Sorry – LETTER CARRIER.
My point is, when I was growing up I knew my mailman. His name was Wally and he was a seemingly happy-go-lucky kind of guy. Granted, I only knew him until I was about 10 or so. After that, I really didn’t pay much attention. But prior to that age, I remember looking for him each morning. When I saw him coming, or was alerted by the sounds of barking dogs, I ran to the door.

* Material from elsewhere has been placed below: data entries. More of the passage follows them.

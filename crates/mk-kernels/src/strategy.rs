use std::fmt;
use std::str::FromStr;

use mk_matrix::{Element, MatrixView, MatrixViewMut, Result};

use crate::parallel::matmul_parallel;
use crate::reference::{matmul_naive, matmul_transposed};
use crate::simd::{matmul_simd4, matmul_simd8};
use crate::strassen::matmul_strassen;

/// A named multiplication strategy.
///
/// Every strategy computes C = A @ B. Strategies for which
/// [`Strategy::expects_transposed_rhs`] is true take B already transposed
/// (n x k) as their second operand.
#[derive(Debug, Clone, Copy, PartialEq, Eq, Hash)]
pub enum Strategy {
    Naive,
    Transposed,
    Parallel,
    Simd4,
    Simd8,
    Strassen,
}

/// Error returned when parsing an unknown strategy name.
#[derive(Debug, Clone, PartialEq, Eq, thiserror::Error)]
#[error("unknown strategy '{0}'")]
pub struct ParseStrategyError(pub String);

impl Strategy {
    pub const ALL: [Strategy; 6] = [
        Strategy::Naive,
        Strategy::Transposed,
        Strategy::Parallel,
        Strategy::Simd4,
        Strategy::Simd8,
        Strategy::Strassen,
    ];

    pub fn name(&self) -> &'static str {
        match self {
            Strategy::Naive => "naive",
            Strategy::Transposed => "transposed",
            Strategy::Parallel => "parallel",
            Strategy::Simd4 => "simd4",
            Strategy::Simd8 => "simd8",
            Strategy::Strassen => "strassen",
        }
    }

    /// Returns true if the second operand must be passed as B^T.
    pub fn expects_transposed_rhs(&self) -> bool {
        matches!(
            self,
            Strategy::Transposed | Strategy::Simd4 | Strategy::Simd8
        )
    }

    /// Run this strategy on `a`, `rhs` and `c`.
    ///
    /// `rhs` is B for naive, parallel and strassen, and B^T for the others.
    /// Each strategy's own preconditions and errors apply unchanged.
    pub fn multiply<T: Element>(
        &self,
        a: MatrixView<'_, T>,
        rhs: MatrixView<'_, T>,
        c: MatrixViewMut<'_, T>,
    ) -> Result<()> {
        match self {
            Strategy::Naive => matmul_naive(a, rhs, c),
            Strategy::Transposed => matmul_transposed(a, rhs, c),
            Strategy::Parallel => matmul_parallel(a, rhs, c),
            Strategy::Simd4 => matmul_simd4(a, rhs, c),
            Strategy::Simd8 => matmul_simd8(a, rhs, c),
            Strategy::Strassen => matmul_strassen(a, rhs, c),
        }
    }
}

impl fmt::Display for Strategy {
    fn fmt(&self, f: &mut fmt::Formatter<'_>) -> fmt::Result {
        f.write_str(self.name())
    }
}

impl FromStr for Strategy {
    type Err = ParseStrategyError;

    fn from_str(s: &str) -> std::result::Result<Self, Self::Err> {
        let lower = s.trim().to_ascii_lowercase();
        Strategy::ALL
            .iter()
            .copied()
            .find(|st| st.name() == lower)
            .ok_or_else(|| ParseStrategyError(s.to_string()))
    }
}

#[cfg(test)]
mod tests {
    use super::*;
    use mk_matrix::{Alignment, Matrix, MatrixError};

    #[test]
    fn test_name_round_trip() {
        for s in Strategy::ALL {
            assert_eq!(s.to_string().parse::<Strategy>().unwrap(), s);
        }
        assert_eq!("  SIMD8 ".parse::<Strategy>().unwrap(), Strategy::Simd8);
    }

    #[test]
    fn test_parse_unknown() {
        let err = "winograd".parse::<Strategy>().unwrap_err();
        assert_eq!(err.to_string(), "unknown strategy 'winograd'");
    }

    #[test]
    fn test_transposed_rhs() {
        let transposed: Vec<_> = Strategy::ALL
            .iter()
            .filter(|s| s.expects_transposed_rhs())
            .map(|s| s.name())
            .collect();
        assert_eq!(transposed, vec!["transposed", "simd4", "simd8"]);
    }

    #[test]
    fn test_multiply_dispatch() {
        let a = Matrix::from_vec_aligned(
            2,
            8,
            (1..=16).map(|x| x as f32).collect(),
            Alignment::Simd8,
        )
        .unwrap();
        let b = Matrix::from_fn(8, 2, |i, j| if i == j { 1.0f32 } else { 0.0 });
        let bt = b.transpose();
        let bt = Matrix::from_vec_aligned(2, 8, bt.to_vec(), Alignment::Simd8).unwrap();

        for s in Strategy::ALL {
            if s == Strategy::Strassen {
                continue;
            }
            let rhs = if s.expects_transposed_rhs() { bt.view() } else { b.view() };
            let mut c = Matrix::<f32>::zeros(2, 2);
            s.multiply(a.view(), rhs, c.view_mut()).unwrap();
            assert_eq!(c.to_vec(), vec![1.0, 2.0, 9.0, 10.0], "strategy {s}");
        }
    }

    #[test]
    fn test_multiply_forwards_errors() {
        let a = Matrix::<f64>::identity(2);
        let mut c = Matrix::<f64>::zeros(2, 2);
        let err = Strategy::Simd4
            .multiply(a.view(), a.view(), c.view_mut())
            .unwrap_err();
        assert!(matches!(err, MatrixError::UnsupportedDType { .. }));

        let a = Matrix::<f64>::zeros(2, 3);
        let b = Matrix::<f64>::zeros(3, 2);
        let err = Strategy::Strassen
            .multiply(a.view(), b.view(), c.view_mut())
            .unwrap_err();
        assert!(matches!(err, MatrixError::InvalidDimension { .. }));
    }
}
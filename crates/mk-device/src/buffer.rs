use std::fmt;

use mk_matrix::{DType, Element};

/// Handle to a dense, row-major matrix living in device memory.
///
/// The handle only carries the device pointer and the shape. It never reads
/// or writes through the pointer; that is left to a
/// [`crate::DeviceKernel`]. Allocation and host/device transfers belong to
/// the device runtime, not to this crate.
pub struct DeviceMatrix<T: Element> {
    ptr: *mut T,
    rows: usize,
    cols: usize,
}

// SAFETY: the pointer is an opaque device address that is never
// dereferenced on the host, so moving or sharing the handle is harmless.
unsafe impl<T: Element> Send for DeviceMatrix<T> {}
// SAFETY: as above; `&DeviceMatrix` only exposes the address and shape.
unsafe impl<T: Element> Sync for DeviceMatrix<T> {}

impl<T: Element> DeviceMatrix<T> {
    /// Wrap an existing device allocation.
    ///
    /// # Safety
    /// `ptr` must point to at least `rows * cols` contiguous elements of `T`
    /// in memory the kernel receiving this handle can access. The allocation
    /// must outlive every kernel call made with the handle.
    pub unsafe fn from_raw_parts(ptr: *mut T, rows: usize, cols: usize) -> Self {
        Self { ptr, rows, cols }
    }

    pub fn as_ptr(&self) -> *const T {
        self.ptr
    }

    pub fn as_mut_ptr(&mut self) -> *mut T {
        self.ptr
    }

    #[inline]
    pub fn rows(&self) -> usize {
        self.rows
    }

    #[inline]
    pub fn cols(&self) -> usize {
        self.cols
    }

    #[inline]
    pub fn shape(&self) -> (usize, usize) {
        (self.rows, self.cols)
    }

    pub fn dtype(&self) -> DType {
        T::DTYPE
    }
}

impl<T: Element> fmt::Debug for DeviceMatrix<T> {
    fn fmt(&self, f: &mut fmt::Formatter<'_>) -> fmt::Result {
        f.debug_struct("DeviceMatrix")
            .field("ptr", &self.ptr)
            .field("rows", &self.rows)
            .field("cols", &self.cols)
            .field("dtype", &T::DTYPE)
            .finish()
    }
}
fn main() {
    println!("cargo:rerun-if-env-changed=MK_CUDA_LIB_DIR");

    if std::env::var_os("CARGO_FEATURE_CUDA").is_none() {
        return;
    }
    if let Ok(dir) = std::env::var("MK_CUDA_LIB_DIR") {
        println!("cargo:rustc-link-search=native={dir}");
    }
    println!("cargo:rustc-link-lib=mkcuda");
    println!("cargo:rustc-link-lib=cudart");
}
use std::alloc::{self, Layout};
use std::fmt;
use std::ptr::NonNull;

use crate::dtype::{DType, Element};

/// Alignment requested for the start of a matrix buffer.
#[derive(Debug, Clone, Copy, PartialEq, Eq, Hash, Default)]
pub enum Alignment {
    /// The element type's own alignment.
    #[default]
    Natural,
    /// 16 bytes, enough for 4-wide f32 vector loads.
    Simd4,
    /// 32 bytes, enough for 8-wide f32 vector loads.
    Simd8,
}

impl Alignment {
    /// Returns the alignment for a vector width in f32 lanes.
    ///
    /// Widths other than 4 and 8 map to [`Alignment::Natural`].
    pub fn for_width(width: usize) -> Self {
        match width {
            4 => Alignment::Simd4,
            8 => Alignment::Simd8,
            _ => Alignment::Natural,
        }
    }

    /// Returns the byte alignment used when allocating a buffer of `T`.
    pub fn bytes<T>(&self) -> usize {
        let natural = std::mem::align_of::<T>();
        match self {
            Alignment::Natural => natural,
            Alignment::Simd4 => natural.max(16),
            Alignment::Simd8 => natural.max(32),
        }
    }
}

/// Heap buffer of elements whose start is aligned to an [`Alignment`].
///
/// This is the backing store of every owning [`crate::Matrix`]. Views never
/// hold one; they borrow a slice of it instead.
pub struct AlignedBuffer<T: Element> {
    ptr: NonNull<T>,
    len: usize,
    layout: Layout,
    alignment: Alignment,
}

// SAFETY: the buffer uniquely owns its allocation, like `Vec<T>`.
unsafe impl<T: Element> Send for AlignedBuffer<T> {}
// SAFETY: shared access only hands out `&[T]`, and `T: Sync`.
unsafe impl<T: Element> Sync for AlignedBuffer<T> {}

impl<T: Element> AlignedBuffer<T> {
    /// Allocate `len` zero-valued elements.
    ///
    /// # Panics
    /// Panics if the byte size overflows `isize`, the same way `vec!` does.
    pub fn zeroed(len: usize, alignment: Alignment) -> Self {
        let layout = match Layout::array::<T>(len)
            .and_then(|l| l.align_to(alignment.bytes::<T>()))
        {
            Ok(layout) => layout,
            Err(_) => panic!("capacity overflow allocating {len} elements of {}", T::DTYPE),
        };

        let ptr = if layout.size() == 0 {
            // Dangling but aligned, like SIMD-friendly allocators do for empty tensors.
            NonNull::new(layout.align() as *mut T).unwrap_or(NonNull::dangling())
        } else {
            // SAFETY: layout has non-zero size. Every `Element` type is valid
            // when all of its bytes are zero.
            let raw = unsafe { alloc::alloc_zeroed(layout) } as *mut T;
            match NonNull::new(raw) {
                Some(p) => p,
                None => alloc::handle_alloc_error(layout),
            }
        };

        AlignedBuffer {
            ptr,
            len,
            layout,
            alignment,
        }
    }

    /// Allocate a buffer holding a copy of `data`.
    pub fn from_slice(data: &[T], alignment: Alignment) -> Self {
        let mut buf = Self::zeroed(data.len(), alignment);
        buf.as_mut_slice().copy_from_slice(data);
        buf
    }

    /// Number of elements in this buffer.
    pub fn len(&self) -> usize {
        self.len
    }

    /// Returns true if the buffer contains no elements.
    pub fn is_empty(&self) -> bool {
        self.len == 0
    }

    /// Alignment the buffer was allocated with.
    pub fn alignment(&self) -> Alignment {
        self.alignment
    }

    /// Element type of this buffer.
    pub fn dtype(&self) -> DType {
        T::DTYPE
    }

    pub fn as_slice(&self) -> &[T] {
        // SAFETY: ptr is valid for `len` initialized elements for the
        // lifetime of `self`, and is non-null and aligned even when empty.
        unsafe { std::slice::from_raw_parts(self.ptr.as_ptr(), self.len) }
    }

    pub fn as_mut_slice(&mut self) -> &mut [T] {
        // SAFETY: as in `as_slice`; `&mut self` guarantees uniqueness.
        unsafe { std::slice::from_raw_parts_mut(self.ptr.as_ptr(), self.len) }
    }
}

impl<T: Element> Drop for AlignedBuffer<T> {
    fn drop(&mut self) {
        if self.layout.size() > 0 {
            // SAFETY: allocated in `zeroed` with this exact layout.
            unsafe { alloc::dealloc(self.ptr.as_ptr() as *mut u8, self.layout) }
        }
    }
}

impl<T: Element> Clone for AlignedBuffer<T> {
    fn clone(&self) -> Self {
        Self::from_slice(self.as_slice(), self.alignment)
    }
}

impl<T: Element> fmt::Debug for AlignedBuffer<T> {
    fn fmt(&self, f: &mut fmt::Formatter<'_>) -> fmt::Result {
        f.debug_struct("AlignedBuffer")
            .field("dtype", &T::DTYPE)
            .field("len", &self.len)
            .field("alignment", &self.alignment)
            .finish()
    }
}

If it was winter, our front door was closed, so he would slip our mail through the slot toward the bottom of the giant wooden door.
In summer, the storm door would be open and our screen door would allow a soft breeze to permeate our living room and hallway.
He’d always greet me with a smile and a tip of his head (always adorned with the classic postal-blue hat). Even if he didn’t have a card or letter for me, I was always excited to see him. Something about getting mail and feeling like you’re a part of things. But even more than that, I loved that he knew my name. He’d say “Good morning, Kimberly,” with a twinkle in his eye. *Note – I was known as and called Kimberly for the first decade of my life before I sort of demanded to be called “Kim.”
But I digress.
My larger point is that my girls have no idea who delivers their mail. And frankly, they don’t care. They just love getting festive packages with their names typed out in colorful fonts or handwritten in a special cousin’s unmistakeable handwriting. (I’m talking to you, Carol).
I think it’s just part of the life we live now. Everyone kind of does their own thing.
When I was growing up I remember knowing the old man that ran the corner variety store. The bank tellers. The police officers. The pharmacist. The crossing guard. And of course, the mailman.
With all the technological advances we’ve made in the last few decades and especially in the last few years, I hope it doesn’t insulate us further from knowing getting to know the people in our neighborhood.